> **Problem description**
Copy out the entire listing word for word.

> **The input**
//! 集計サイドバー（ハンバーガーメニューで開閉）

use crate::controller::{AppController, Loadable};
use bham311_common::analytics::{CommunityRow, IssueTypeBlock};
use bham311_common::PanelEvent;
use leptos::prelude::*;

#[component]
pub fn Sidebar(controller: AppController) -> impl IntoView {
    let open = move || controller.vm.with(|vm| vm.panel().sidebar_open);

    view! {
        <button
            class="hamburger-menu"
            class:active=open
            aria-label="Toggle analytics"
            on:click=move |_| controller.dispatch(PanelEvent::ToggleSidebar)
        >
            <span></span>
            <span></span>
            <span></span>
        </button>
        <aside class="heatmap-sidebar" class:sidebar-open=open>
            <div class="sidebar-content">
                <h4>"Most requested issue categories"</h4>
                {move || match controller.issue_types.get() {
                    Loadable::Loading => loading("Loading community statistics...").into_any(),
                    Loadable::Failed(message) => failed(message).into_any(),
                    Loadable::Ready(blocks) if blocks.is_empty() => {
                        loading("No data available").into_any()
                    }
                    Loadable::Ready(blocks) => issue_type_list(blocks).into_any(),
                }}

                <h4>"Most requested category by community"</h4>
                {move || match controller.community_rows.get() {
                    Loadable::Loading => loading("Loading...").into_any(),
                    Loadable::Failed(message) => failed(message).into_any(),
                    Loadable::Ready(rows) if rows.is_empty() => {
                        loading("No data available").into_any()
                    }
                    Loadable::Ready(rows) => community_table(rows).into_any(),
                }}
            </div>
        </aside>
    }
}

fn loading(text: &'static str) -> impl IntoView {
    view! { <div class="sidebar-placeholder">{text}</div> }
}

fn failed(message: String) -> impl IntoView {
    view! { <div class="sidebar-placeholder sidebar-error">{message}</div> }
}

fn issue_type_list(blocks: Vec<IssueTypeBlock>) -> impl IntoView {
    blocks
        .into_iter()
        .map(|block| {
            view! {
                <div class="issue-type-block">
                    <h5>{block.heading} " " <span class="text-muted">{block.total}</span></h5>
                    <div class="community-list">
                        {block
                            .communities
                            .into_iter()
                            .map(|line| view! { <div class="community-line">{line}</div> })
                            .collect_view()}
                    </div>
                </div>
            }
        })
        .collect_view()
}

fn community_table(rows: Vec<CommunityRow>) -> impl IntoView {
    view! {
        <table class="community-table">
            <tbody>
                {rows
                    .into_iter()
                    .map(|row| {
                        view! {
                            <tr>
                                <td class="community-name">{row.community}</td>
                                <td>
                                    <div>{row.issue_type}</div>
                                    <div class="text-muted">{row.share}</div>
                                </td>
                            </tr>
                        }
                    })
                    .collect_view()}
            </tbody>
        </table>
    }
}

> **Written response**
//! 集計サイドバー（ハンバーガーメニューで開閉）

use crate::controller::{AppController, Loadable};
use bham311_common::analytics::{CommunityRow, IssueTypeBlock};
use bham311_common::PanelEvent;
use leptos::prelude::*;

#[component]
pub fn Sidebar(controller: AppController) -> impl IntoView {
    let open = move || controller.vm.with(|vm| vm.panel().sidebar_open);

    view! {
        <button
            class="hamburger-menu"
            class:active=open
            aria-label="Toggle analytics"
            on:click=move |_| controller.dispatch(PanelEvent::ToggleSidebar)
        >
            <span></span>
            <span></span>
            <span></span>
        </button>
        <aside class="heatmap-sidebar" class:sidebar-open=open>
            <div class="sidebar-content">
                <h4>"Most requested issue categories"</h4>
                {move || match controller.issue_types.get() {
                    Loadable::Loading => loading("Loading community statistics...").into_any(),
                    Loadable::Failed(message) => failed(message).into_any(),
                    Loadable::Ready(blocks) if blocks.is_empty() => {
                        loading("No data available").into_any()
                    }
                    Loadable::Ready(blocks) => issue_type_list(blocks).into_any(),
                }}

                <h4>"Most requested category by community"</h4>
                {move || match controller.community_rows.get() {
                    Loadable::Loading => loading("Loading...").into_any(),
                    Loadable::Failed(message) => failed(message).into_any(),
                    Loadable::Ready(rows) if rows.is_empty() => {
                        loading("No data available").into_any()
                    }
                    Loadable::Ready(rows) => community_table(rows).into_any(),
                }}
            </div>
        </aside>
    }
}

fn loading(text: &'static str) -> impl IntoView {
    view! { <div class="sidebar-placeholder">{text}</div> }
}

fn failed(message: String) -> impl IntoView {
    view! { <div class="sidebar-placeholder sidebar-error">{message}</div> }
}

fn issue_type_list(blocks: Vec<IssueTypeBlock>) -> impl IntoView {
    blocks
        .into_iter()
        .map(|block| {
            view! {
                <div class="issue-type-block">
                    <h5>{block.heading} " " <span class="text-muted">{block.total}</span></h5>
                    <div class="community-list">
                        {block
                            .communities
                            .into_iter()
                            .map(|line| view! { <div class="community-line">{line}</div> })
                            .collect_view()}
                    </div>
                </div>
            }
        })
        .collect_view()
}

fn community_table(rows: Vec<CommunityRow>) -> impl IntoView {
    view! {
        <table class="community-table">
            <tbody>
                {rows
                    .into_iter()
                    .map(|row| {
                        view! {
                            <tr>
                                <td class="community-name">{row.community}</td>
                                <td>
                                    <div>{row.issue_type}</div>
                                    <div class="text-muted">{row.share}</div>
                                </td>
                            </tr>
                        }
                    })
                    .collect_view()}
            </tbody>
        </table>
    }
}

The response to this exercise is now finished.